Technical Notes¶
How It Works¶
The first thing the build-*
scripts do is bootstrap an environment
for building Python. On Linux, a base Docker image based on a deterministic
snapshot of Debian Wheezy is created. A modern binutils and GCC are built
in this environment. That modern GCC is then used to build a modern Clang.
Clang is then used to build all of Python’s dependencies (openssl, ncurses,
libedit, sqlite, etc). Finally, Python itself is built.
Python is built in such a way that extensions are statically linked
against their dependencies. e.g. instead of the sqlite3
Python
extension having a run-time dependency against libsqlite3.so
, the
SQLite symbols are statically inlined into the Python extension object
file.
From the built Python, we produce an archive containing the raw Python
distribution (as if you had run make install
) as well as other files
useful for downstream consumers.
Setup.local Hackery¶
Python’s build system reads the Modules/Setup
and Modules/Setup.local
files to influence how C extensions are built. By default, many extensions
have no entry in these files and the setup.py
script performs work
to compile these extensions. (setup.py
looks for headers, libraries,
etc, and sets up the proper compiler flags.)
setup.py
doesn’t provide a lot of flexibility and relies on a lot
of default behavior in distutils
as well as other inline code in
setup.py
. This default behavior is often undesirable for our
desired outcome of producing a standalone Python distribution.
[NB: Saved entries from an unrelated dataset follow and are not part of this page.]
//! End-to-end protocol tests: a real server, raw WebSocket clients.
//!
//! Each test starts a server on a free port, speaks the binary protocol
//! directly and verifies the full pipeline — join handshake, submit with
//! rebase, broadcast fan-out, catch-up and presence relay.

use chorus_collab::config::CollabConfig;
use chorus_collab::external::{AllowAll, MemoryContentStore};
use chorus_collab::protocol::{
    ClientMessage, ComponentDto, CursorPositionDto, ErrorCode, ServerMessage, SubmitDto,
};
use chorus_collab::server::{ServerConfig, SyncServer};

use futures_util::{SinkExt, StreamExt};
use std::sync::Arc;
use tempfile::TempDir;
use tokio::net::TcpStream;
use tokio::time::{timeout, Duration};
use tokio_tungstenite::tungstenite::Message;
use tokio_tungstenite::{MaybeTlsStream, WebSocketStream};
use uuid::Uuid;

type WsClient = WebSocketStream<MaybeTlsStream<TcpStream>>;

struct TestHarness {
    url: String,
    content: Arc<MemoryContentStore>,
    _storage: TempDir,
}

/// Find a free port for testing.
async fn free_port() -> u16 {
    let listener = tokio::net::TcpListener::bind("127.0.0.1:0").await.unwrap();
    listener.local_addr().unwrap().port()
}

/// Start a server on a free port with an empty in-memory content store.
async fn start_test_server() -> TestHarness {
    let port = free_port().await;
    let storage = tempfile::tempdir().unwrap();
    let content = Arc::new(MemoryContentStore::new());

    let config = ServerConfig {
        bind_addr: format!("127.0.0.1:{port}"),
        storage_path: storage.path().join("oplog"),
        collab: CollabConfig::for_testing(),
    };
    let server = SyncServer::new(config, Arc::new(AllowAll), content.clone()).unwrap();
    tokio::spawn(async move {
        server.run().await.unwrap();
    });
    // Give the server time to bind
    tokio::time::sleep(Duration::from_millis(50)).await;

    TestHarness {
        url: format!("ws://127.0.0.1:{port}"),
        content,
        _storage: storage,
    }
}

async fn connect(url: &str) -> WsClient {
    let (ws, _) = tokio_tungstenite::connect_async(url).await.unwrap();
    ws
}

async fn send(ws: &mut WsClient, msg: &ClientMessage) {
    ws.send(Message::Binary(msg.encode().unwrap().into()))
        .await
        .unwrap();
}

/// Receive the next binary protocol message, with a deadline.
async fn recv(ws: &mut WsClient) -> ServerMessage {
    loop {
        let frame = timeout(Duration::from_secs(2), ws.next())
            .await
            .expect("timed out waiting for server message")
            .expect("connection closed")
            .expect("websocket error");
        if let Message::Binary(data) = frame {
            let bytes: Vec<u8> = data.into();
            return ServerMessage::decode(&bytes).unwrap();
        }
    }
}

/// Join a document and return the join reply.
async fn join(ws: &mut WsClient, document_id: Uuid, user_id: Uuid, name: &str) -> ServerMessage {
    send(
        ws,
        &ClientMessage::Join {
            document_id,
            user_id,
            display_name: name.to_string(),
        },
    )
    .await;
    recv(ws).await
}

fn submit(base_version: u64, components: Vec<ComponentDto>) -> ClientMessage {
    ClientMessage::Submit(SubmitDto {
        operation_id: Uuid::new_v4(),
        base_version,
        components,
    })
}

#[tokio::test]
async fn test_server_accepts_connections() {
    let harness = start_test_server().await;
    let result = tokio_tungstenite::connect_async(&harness.url).await;
    assert!(result.is_ok(), "Should connect to server");
}

#[tokio::test]
async fn test_join_handshake() {
    let harness = start_test_server().await;
    let doc = Uuid::new_v4();
    harness.content.create_document(doc, "hello world").await;

    let mut ws = connect(&harness.url).await;
    match join(&mut ws, doc, Uuid::new_v4(), "Alice").await {
        ServerMessage::JoinReply {
            content,
            version,
            participants,
        } => {
            assert_eq!(content, "hello world");
            assert_eq!(version, 0);
            assert_eq!(participants.len(), 1);
            assert_eq!(participants[0].display_name, "Alice");
        }
        other => panic!("Expected JoinReply, got {other:?}"),
    }
}

#[tokio::test]
async fn test_join_missing_document() {
    let harness = start_test_server().await;
    let mut ws = connect(&harness.url).await;

    match join(&mut ws, Uuid::new_v4(), Uuid::new_v4(), "Alice").await {
        ServerMessage::Error { code, .. } => assert_eq!(code, ErrorCode::NotFound),
        other => panic!("Expected NotFound error, got {other:?}"),
    }
}

#[tokio::test]
async fn test_submit_requires_join() {
    let harness = start_test_server().await;
    let mut ws = connect(&harness.url).await;

    send(&mut ws, &submit(0, vec![ComponentDto::insert("x")])).await;
    match recv(&mut ws).await {
        ServerMessage::Error { code, .. } => assert_eq!(code, ErrorCode::NotJoined),
        other => panic!("Expected NotJoined error, got {other:?}"),
    }
}

#[tokio::test]
async fn test_submit_commits_and_broadcasts() {
    let harness = start_test_server().await;
    let doc = Uuid::new_v4();
    harness.content.create_document(doc, "abcd").await;

    let mut alice = connect(&harness.url).await;
    join(&mut alice, doc, Uuid::new_v4(), "Alice").await;

    let mut bob = connect(&harness.url).await;
    let bob_user = Uuid::new_v4();
    join(&mut bob, doc, bob_user, "Bob").await;

    // Alice sees Bob join.
    match recv(&mut alice).await {
        ServerMessage::UserJoined(participant) => {
            assert_eq!(participant.user_id, bob_user);
        }
        other => panic!("Expected UserJoined, got {other:?}"),
    }

    // Bob appends at the end.
    send(
        &mut bob,
        &submit(0, vec![ComponentDto::retain(4), ComponentDto::insert("!")]),
    )
    .await;

    // Bob gets the committed ack.
    match recv(&mut bob).await {
        ServerMessage::Committed(committed) => {
            assert_eq!(committed.base_version, 0);
            assert_eq!(committed.user_id, bob_user);
        }
        other => panic!("Expected Committed ack, got {other:?}"),
    }

    // Alice receives the broadcast of Bob's operation.
    match recv(&mut alice).await {
        ServerMessage::Committed(committed) => {
            assert_eq!(committed.base_version, 0);
            assert_eq!(committed.user_id, bob_user);
        }
        other => panic!("Expected Committed broadcast, got {other:?}"),
    }

    // The content store reflects the mutation.
    let snapshot = harness.content.snapshot(doc).await.unwrap();
    assert_eq!(snapshot.content, "abcd!");
    assert_eq!(snapshot.version, 1);
}

#[tokio::test]
async fn test_stale_submit_rebased_end_to_end() {
    let harness = start_test_server().await;
    let doc = Uuid::new_v4();
    harness.content.create_document(doc, "abcd").await;

    let mut alice = connect(&harness.url).await;
    join(&mut alice, doc, Uuid::new_v4(), "Alice").await;

    let mut bob = connect(&harness.url).await;
    join(&mut bob, doc, Uuid::new_v4(), "Bob").await;
    match recv(&mut alice).await {
        ServerMessage::UserJoined(_) => {}
        other => panic!("Expected UserJoined, got {other:?}"),
    }

    // Alice commits first.
    send(
        &mut alice,
        &submit(0, vec![ComponentDto::retain(4), ComponentDto::insert("!")]),
    )
    .await;
    match recv(&mut alice).await {
        ServerMessage::Committed(committed) => assert_eq!(committed.base_version, 0),
        other => panic!("Expected Committed, got {other:?}"),
    }

    // Bob still thinks the document is at version 0; his submit must be
    // rebased onto Alice's commit.
    send(
        &mut bob,
        &submit(0, vec![ComponentDto::insert("X"), ComponentDto::retain(4)]),
    )
    .await;

    // Bob's inbox: Alice's broadcast (base 0) and his own rebased ack
    // (base 1), in either order relative to his send.
    let mut saw_rebased_ack = false;
    for _ in 0..2 {
        if let ServerMessage::Committed(committed) = recv(&mut bob).await {
            if committed.base_version == 1 {
                saw_rebased_ack = true;
            }
        }
    }
    assert!(saw_rebased_ack, "Bob's submission should commit at version 1");

    let snapshot = harness.content.snapshot(doc).await.unwrap();
    assert_eq!(snapshot.content, "Xabcd!");
    assert_eq!(snapshot.version, 2);
}

#[tokio::test]
async fn test_sync_request_snapshot_over_threshold() {
    let harness = start_test_server().await;
    let doc = Uuid::new_v4();
    harness.content.create_document(doc, "").await;

    let mut alice = connect(&harness.url).await;
    join(&mut alice, doc, Uuid::new_v4(), "Alice").await;

    // Testing threshold is 10; commit 12 operations.
    for v in 0..12u64 {
        send(&mut alice, &submit(v, vec![ComponentDto::insert("a")])).await;
        match recv(&mut alice).await {
            ServerMessage::Committed(_) => {}
            other => panic!("Expected Committed, got {other:?}"),
        }
    }

    // A client at version 0 is too far behind: snapshot, not 12 messages.
    send(&mut alice, &ClientMessage::SyncRequest { client_version: 0 }).await;
    match recv(&mut alice).await {
        ServerMessage::SyncSnapshot { content, version } => {
            assert_eq!(content, "aaaaaaaaaaaa");
            assert_eq!(version, 12);
        }
        other => panic!("Expected SyncSnapshot, got {other:?}"),
    }

    // A nearly caught-up client gets the incremental replay.
    send(&mut alice, &ClientMessage::SyncRequest { client_version: 10 }).await;
    match recv(&mut alice).await {
        ServerMessage::SyncOperations { operations } => {
            assert_eq!(operations.len(), 2);
            assert_eq!(operations[0].base_version, 10);
            assert_eq!(operations[1].base_version, 11);
        }
        other => panic!("Expected SyncOperations, got {other:?}"),
    }
}

#[tokio::test]
async fn test_cursor_relay() {
    let harness = start_test_server().await;
    let doc = Uuid::new_v4();
    harness.content.create_document(doc, "text").await;

    let mut alice = connect(&harness.url).await;
    join(&mut alice, doc, Uuid::new_v4(), "Alice").await;

    let mut bob = connect(&harness.url).await;
    let bob_user = Uuid::new_v4();
    join(&mut bob, doc, bob_user, "Bob").await;
    match recv(&mut alice).await {
        ServerMessage::UserJoined(_) => {}
        other => panic!("Expected UserJoined, got {other:?}"),
    }

    send(
        &mut bob,
        &ClientMessage::Cursor(CursorPositionDto {
            position: 3,
            has_selection: true,
            selection_start: Some(1),
            selection_end: Some(3),
        }),
    )
    .await;

    match recv(&mut alice).await {
        ServerMessage::CursorChanged { user_id, cursor } => {
            assert_eq!(user_id, bob_user);
            assert_eq!(cursor.position, 3);
            assert!(cursor.has_selection);
            assert_eq!(cursor.selection_start, Some(1));
            assert_eq!(cursor.selection_end, Some(3));
        }
        other => panic!("Expected CursorChanged, got {other:?}"),
    }
}

#[tokio::test]
async fn test_leave_broadcasts_user_left() {
    let harness = start_test_server().await;
    let doc = Uuid::new_v4();
    harness.content.create_document(doc, "").await;

    let mut alice = connect(&harness.url).await;
    join(&mut alice, doc, Uuid::new_v4(), "Alice").await;

    let mut bob = connect(&harness.url).await;
    let bob_user = Uuid::new_v4();
    join(&mut bob, doc, bob_user, "Bob").await;
    match recv(&mut alice).await {
        ServerMessage::UserJoined(_) => {}
        other => panic!("Expected UserJoined, got {other:?}"),
    }

    send(&mut bob, &ClientMessage::Leave).await;

    match recv(&mut alice).await {
        ServerMessage::UserLeft { user_id } => assert_eq!(user_id, bob_user),
        other => panic!("Expected UserLeft, got {other:?}"),
    }
}

#[tokio::test]
async fn test_disconnect_broadcasts_user_left() {
    let harness = start_test_server().await;
    let doc = Uuid::new_v4();
    harness.content.create_document(doc, "").await;

    let mut alice = connect(&harness.url).await;
    join(&mut alice, doc, Uuid::new_v4(), "Alice").await;

    let mut bob = connect(&harness.url).await;
    let bob_user = Uuid::new_v4();
    join(&mut bob, doc, bob_user, "Bob").await;
    match recv(&mut alice).await {
        ServerMessage::UserJoined(_) => {}
        other => panic!("Expected UserJoined, got {other:?}"),
    }

    // Abrupt close, no Leave message.
    drop(bob);

    match recv(&mut alice).await {
        ServerMessage::UserLeft { user_id } => assert_eq!(user_id, bob_user),
        other => panic!("Expected UserLeft, got {other:?}"),
    }
}

#[tokio::test]
async fn test_ping_pong() {
    let harness = start_test_server().await;
    let mut ws = connect(&harness.url).await;

    send(&mut ws, &ClientMessage::Ping).await;
    match recv(&mut ws).await {
        ServerMessage::Pong => {}
        other => panic!("Expected Pong, got {other:?}"),
    }
}

#[tokio::test]
async fn test_validation_error_end_to_end() {
    let harness = start_test_server().await;
    let doc = Uuid::new_v4();
    harness.content.create_document(doc, "abcd").await;

    let mut ws = connect(&harness.url).await;
    join(&mut ws, doc, Uuid::new_v4(), "Alice").await;

    send(&mut ws, &submit(0, vec![ComponentDto::delete(-2)])).await;
    match recv(&mut ws).await {
        ServerMessage::Error { code, .. } => assert_eq!(code, ErrorCode::Validation),
        other => panic!("Expected Validation error, got {other:?}"),
    }

    // The document is untouched.
    assert_eq!(harness.content.snapshot(doc).await.unwrap().content, "abcd");
}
Since the build environment is mostly deterministic and since we have
special requirements, we generate a custom Setup.local
file that
builds C extensions in a specific manner. The undesirable behavior of
setup.py
is bypassed and the Python C extensions are compiled just
the way we want.
Dependency Notes¶
DBM¶
Python has the option of building its _dbm
extension against
NDBM, GDBM, and Berkeley DB. Both NDBM and GDBM are GNU GPL Version 3.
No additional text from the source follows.